According to the post-mortem by Cloudflare CEO Matthew Prince there is "no evidence" the bug was maliciously exploited, even if it had the "potential to be much worse." In total the bug was triggered 1.2 million times from 6500 websites, and the company is still going through Google, Microsoft Bing and Yahoo search engine caches to scrub leaked data off the memory of cached sites.
“We’ve successfully removed more than 80000 unique cached pages," Prince writes. "That underestimates the total number because we’ve requested search engines purge and recrawl entire sites in some instances."
The Cloudbleed bug was discovered last month by Google Project Zero researcher Tavis Ormandy, and the vulnerable code was first introduced in the Cloudflare HTML parser back in 22 September 2016. The company says leaks included internal Cloudflare headers and customer cookies, but it insists no passwords, encryption keys, paymend card data or health records were leaked.
According to Prince, the bug was triggered only when a webpage moving through the Cloudflare network carried HTML ending with an un-terminated attribute while a number of Cloudflare features were turned on. This lead to edge servers allowing data to run over the buffer, and return non-encrypted memory. Initially the bug affected a small number of sites, but 13 February parser update brought new triggers to the bug and expanded the number of impacted sites from 180 to 6457.
The vulnerability was patched out on 18 February after Ormandy privately disclosed it to the company.

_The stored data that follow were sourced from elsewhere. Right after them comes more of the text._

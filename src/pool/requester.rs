//! Trace requester: one user-turn prompt per record, streamed back.
//!
//! Epistemic foundation:
//! - K_i: R1-style reasoning models take no system prompt; all instructions live in the user turn
//! - K_i: Decoding parameters are fixed for the whole run
//! - B_i: The endpoint opens the stream (might fail) → Result
//! - I^R: Prompt template and model are configurable

use crate::client::{CompletionBackend, CompletionRequest, DecodingParams, Message, TextStream};
use crate::models::{Config, DistillError, ProblemRecord, Result, PROBLEM_PLACEHOLDER};
use std::sync::Arc;

/// Builds and submits completion requests.
pub struct TraceRequester {
    backend: Arc<dyn CompletionBackend>,
    model: String,
    params: DecodingParams,
    template: String,
}

impl TraceRequester {
    /// Create a requester. The template must contain `{problem}`.
    pub fn new(
        backend: Arc<dyn CompletionBackend>,
        model: impl Into<String>,
        params: DecodingParams,
        template: impl Into<String>,
    ) -> Result<Self> {
        let template = template.into();
        if !template.contains(PROBLEM_PLACEHOLDER) {
            return Err(DistillError::InvalidInput(format!(
                "prompt template has no {PROBLEM_PLACEHOLDER} placeholder"
            )));
        }
        Ok(Self {
            backend,
            model: model.into(),
            params,
            template,
        })
    }

    pub fn from_config(backend: Arc<dyn CompletionBackend>, config: &Config) -> Result<Self> {
        Self::new(
            backend,
            config.model.id.clone(),
            DecodingParams::from(&config.model),
            config.generation.prompt_template.clone(),
        )
    }

    pub fn model(&self) -> &str {
        &self.model
    }

    pub fn backend_name(&self) -> &str {
        self.backend.name()
    }

    /// The user-turn text for a problem.
    pub fn render_prompt(&self, problem: &str) -> String {
        self.template.replace(PROBLEM_PLACEHOLDER, problem)
    }

    /// A single user message; never a system message.
    pub fn build_request(&self, record: &ProblemRecord) -> CompletionRequest {
        CompletionRequest {
            model: self.model.clone(),
            messages: vec![Message::user(self.render_prompt(&record.problem))],
            params: self.params,
        }
    }

    /// Open the stream for one record without consuming it.
    pub async fn request(&self, record: &ProblemRecord) -> Result<TextStream> {
        let request = self.build_request(record);
        self.backend.submit(&request).await
    }
}
//! Inference client module.
//!
//! The pipeline talks to the hosted model only through [`CompletionBackend`];
//! [`LlmClient`] is the HTTP implementation for OpenAI-compatible endpoints.

mod backend;
mod llm_client;
mod rate_limiter;
mod sse;

pub use backend::*;
pub use llm_client::*;
pub use rate_limiter::*;
pub use sse::*;
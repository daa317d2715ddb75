//! Transport-agnostic completion interface.
//!
//! Epistemic foundation:
//! - K_i: The model is a remote capability: submit a prompt, get text fragments back
//! - K_i: Fragments arrive in order; the stream ends or fails, nothing else
//! - B_i: Opening the stream may fail → Result
//! - B_i: Each fragment may be a transport failure instead → Result per item

use crate::models::{ModelSpec, Result};
use futures::future::BoxFuture;
use futures::stream::BoxStream;
use serde::{Deserialize, Serialize};

/// Ordered text fragments from a streamed completion.
///
/// An `Err` item means the transport broke; no items follow it.
pub type TextStream = BoxStream<'static, Result<String>>;

/// Message in a chat completion request.
#[derive(Debug, Clone, PartialEq, Serialize, Deserialize)]
pub struct Message {
    pub role: String,
    pub content: String,
}

impl Message {
    pub fn user(content: impl Into<String>) -> Self {
        Self {
            role: "user".to_string(),
            content: content.into(),
        }
    }
}

/// Decoding parameters sent with every request.
#[derive(Debug, Clone, Copy, PartialEq, Serialize, Deserialize)]
pub struct DecodingParams {
    pub temperature: f64,
    pub top_p: f64,
    pub max_tokens: u32,
}

impl Default for DecodingParams {
    fn default() -> Self {
        Self {
            temperature: 0.6,
            top_p: 0.7,
            max_tokens: 32768,
        }
    }
}

impl From<&ModelSpec> for DecodingParams {
    fn from(spec: &ModelSpec) -> Self {
        Self {
            temperature: spec.temperature,
            top_p: spec.top_p,
            max_tokens: spec.max_tokens,
        }
    }
}

/// A fully-specified streamed completion request.
#[derive(Debug, Clone, PartialEq)]
pub struct CompletionRequest {
    pub model: String,
    pub messages: Vec<Message>,
    pub params: DecodingParams,
}

/// Something that turns a request into a stream of text fragments.
///
/// `submit` resolves once the stream is open; it does not wait for the
/// stream to be consumed.
pub trait CompletionBackend: Send + Sync {
    fn submit<'a>(&'a self, request: &'a CompletionRequest) -> BoxFuture<'a, Result<TextStream>>;

    /// Name used in logs.
    fn name(&self) -> &str {
        "backend"
    }
}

“The nightmare scenario we have been worried about is if a hacker had been aware of the bug and had been quietly mining data before we were notified by Google’s Project Zero team and were able to patch it,” Prince says. “For the last 12 days we’ve been reviewing our logs to see if there’s any evidence to indicate that a hacker was exploiting the bug before it was patched. We’ve found nothing so far to indicate that was the case.”
Cloudflare customers who find any leaked cached data should send a link to the caches to the company.